+++ DATA FOR REVIEW

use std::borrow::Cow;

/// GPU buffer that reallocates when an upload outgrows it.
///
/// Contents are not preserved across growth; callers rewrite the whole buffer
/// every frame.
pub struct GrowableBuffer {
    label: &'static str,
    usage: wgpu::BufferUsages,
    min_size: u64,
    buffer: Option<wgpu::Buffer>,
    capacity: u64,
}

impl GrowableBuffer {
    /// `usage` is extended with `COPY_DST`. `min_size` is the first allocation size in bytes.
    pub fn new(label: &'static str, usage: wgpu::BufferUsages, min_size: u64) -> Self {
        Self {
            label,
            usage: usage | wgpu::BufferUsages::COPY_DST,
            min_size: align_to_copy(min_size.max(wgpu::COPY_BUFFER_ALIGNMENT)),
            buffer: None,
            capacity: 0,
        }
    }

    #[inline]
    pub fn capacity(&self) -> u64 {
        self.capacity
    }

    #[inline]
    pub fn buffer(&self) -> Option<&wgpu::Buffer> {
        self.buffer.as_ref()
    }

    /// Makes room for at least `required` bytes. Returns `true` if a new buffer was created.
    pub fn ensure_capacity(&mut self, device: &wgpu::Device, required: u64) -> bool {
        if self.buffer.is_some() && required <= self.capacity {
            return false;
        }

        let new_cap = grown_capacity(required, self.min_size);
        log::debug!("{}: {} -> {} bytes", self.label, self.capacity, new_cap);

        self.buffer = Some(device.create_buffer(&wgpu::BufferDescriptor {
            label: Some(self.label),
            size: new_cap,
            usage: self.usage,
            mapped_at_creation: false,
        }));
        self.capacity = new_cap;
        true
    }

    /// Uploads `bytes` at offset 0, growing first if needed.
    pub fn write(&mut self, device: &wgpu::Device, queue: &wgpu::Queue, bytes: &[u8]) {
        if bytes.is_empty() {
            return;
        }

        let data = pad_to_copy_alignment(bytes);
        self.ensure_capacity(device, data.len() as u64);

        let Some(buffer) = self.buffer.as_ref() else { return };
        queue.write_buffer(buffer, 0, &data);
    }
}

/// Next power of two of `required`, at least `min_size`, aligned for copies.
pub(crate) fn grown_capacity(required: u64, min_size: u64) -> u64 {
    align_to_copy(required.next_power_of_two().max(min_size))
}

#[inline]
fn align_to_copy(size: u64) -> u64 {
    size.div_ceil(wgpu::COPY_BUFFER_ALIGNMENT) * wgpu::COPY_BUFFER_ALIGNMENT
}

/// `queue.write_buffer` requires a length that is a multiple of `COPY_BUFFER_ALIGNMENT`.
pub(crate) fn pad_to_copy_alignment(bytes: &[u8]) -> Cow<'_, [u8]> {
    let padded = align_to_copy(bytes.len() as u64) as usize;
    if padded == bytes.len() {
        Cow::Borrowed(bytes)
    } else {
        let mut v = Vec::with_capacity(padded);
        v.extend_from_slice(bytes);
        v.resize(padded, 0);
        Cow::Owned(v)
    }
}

++++++

PROBLEM STATEMENT »
Filter the entries above and return only the lines holding "Option".

FINISHED EXERCISE »
    buffer: Option<wgpu::Buffer>,
    pub fn buffer(&self) -> Option<&wgpu::Buffer> {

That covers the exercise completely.